> [Excerpted records]:
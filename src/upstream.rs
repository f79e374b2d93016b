//! This module defines the core data structures for the load balancer.
//!
//! It contains the `UpstreamServer` struct, which represents the state and
//! configuration of a single backend server, the `Algorithm` enum naming the
//! per-group selection policies, and the `BalancerError` enum for handling
//! all possible error conditions within the application.

use std::time::Duration;

use bytes::Bytes;
use serde::Deserialize;
use thiserror::Error;

use crate::config::ConfigError;

#[derive(Debug, Error)]
pub enum BalancerError {
    #[error("Bad Request: Missing Host header")]
    MissingHost,
    #[error("Domain Not Found: {0}")]
    UnknownDomain(String),
    #[error("No Healthy Upstream: {0}")]
    NoHealthyUpstream(String),
    #[error("Gateway Timeout: {0}")]
    UpstreamTimeout(String),
    #[error("Bad Gateway: {0}")]
    UpstreamError(String),
    #[error("Configuration error: {0}")]
    ConfigError(String),
    #[error("Internal Server Error: {0}")]
    Internal(String),
}

impl From<ConfigError> for BalancerError {
    fn from(err: ConfigError) -> Self {
        BalancerError::ConfigError(err.to_string())
    }
}

impl BalancerError {
    /// The HTTP status line this error maps to on the client-facing side.
    pub fn status(&self) -> (u16, &'static str) {
        match self {
            BalancerError::MissingHost => (400, "Bad Request"),
            BalancerError::UnknownDomain(_) => (404, "Domain Not Found"),
            BalancerError::NoHealthyUpstream(_) => (503, "No Healthy Upstream"),
            BalancerError::UpstreamTimeout(_) => (504, "Gateway Timeout"),
            BalancerError::UpstreamError(_) => (502, "Bad Gateway"),
            BalancerError::ConfigError(_) | BalancerError::Internal(_) => {
                (500, "Internal Server Error")
            }
        }
    }
}

/// Selection policy for one upstream group.
#[derive(Debug, Clone, Copy, PartialEq, Eq, Deserialize)]
#[serde(rename_all = "snake_case")]
pub enum Algorithm {
    #[serde(alias = "round_robin")]
    WeightedRoundRobin,
    #[serde(alias = "least_time")]
    LeastResponseTime,
}

impl std::fmt::Display for Algorithm {
    fn fmt(&self, f: &mut std::fmt::Formatter<'_>) -> std::fmt::Result {
        match self {
            Algorithm::WeightedRoundRobin => f.write_str("weighted_round_robin"),
            Algorithm::LeastResponseTime => f.write_str("least_response_time"),
        }
    }
}

/// Represents the state and configuration of a single upstream server.
///
/// Identity and configuration are fixed at load time; `healthy` and
/// `last_response_time` are runtime state written by the forwarding feedback
/// path and the health prober, always under the owning group's lock.
#[derive(Debug, Clone)]
pub struct UpstreamServer {
    pub host: String,
    pub port: u16,
    /// Manual share for weighted round-robin. Always >= 1 after config load.
    pub weight: u32,
    /// Connect and I/O deadline for any socket operation against this server.
    pub timeout: Duration,
    /// Whether the server is currently in rotation.
    pub healthy: bool,
    /// Duration of the last successfully forwarded exchange. `None` until the
    /// first success; least-time selection treats `None` as infinitely slow.
    pub last_response_time: Option<Duration>,
}

impl UpstreamServer {
    pub fn new(host: impl Into<String>, port: u16, weight: u32, timeout: Duration) -> Self {
        Self {
            host: host.into(),
            port,
            weight,
            timeout,
            healthy: true,
            last_response_time: None,
        }
    }

    /// `host:port`, used for logging and metric labels.
    pub fn addr(&self) -> String {
        format!("{}:{}", self.host, self.port)
    }
}

/// The result of one successfully forwarded request/response exchange.
#[derive(Debug)]
pub struct ForwardOutcome {
    /// Wall-clock time from connect-start until the response was fully read.
    pub elapsed: Duration,
    /// The upstream response as relayed to the client.
    pub response: Bytes,
}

> [Problem to work on]:
Scan the listing above for the word "Clone" and copy every line that holds it.

> [Result]:
#[derive(Debug, Clone, Copy, PartialEq, Eq, Deserialize)]
#[derive(Debug, Clone)]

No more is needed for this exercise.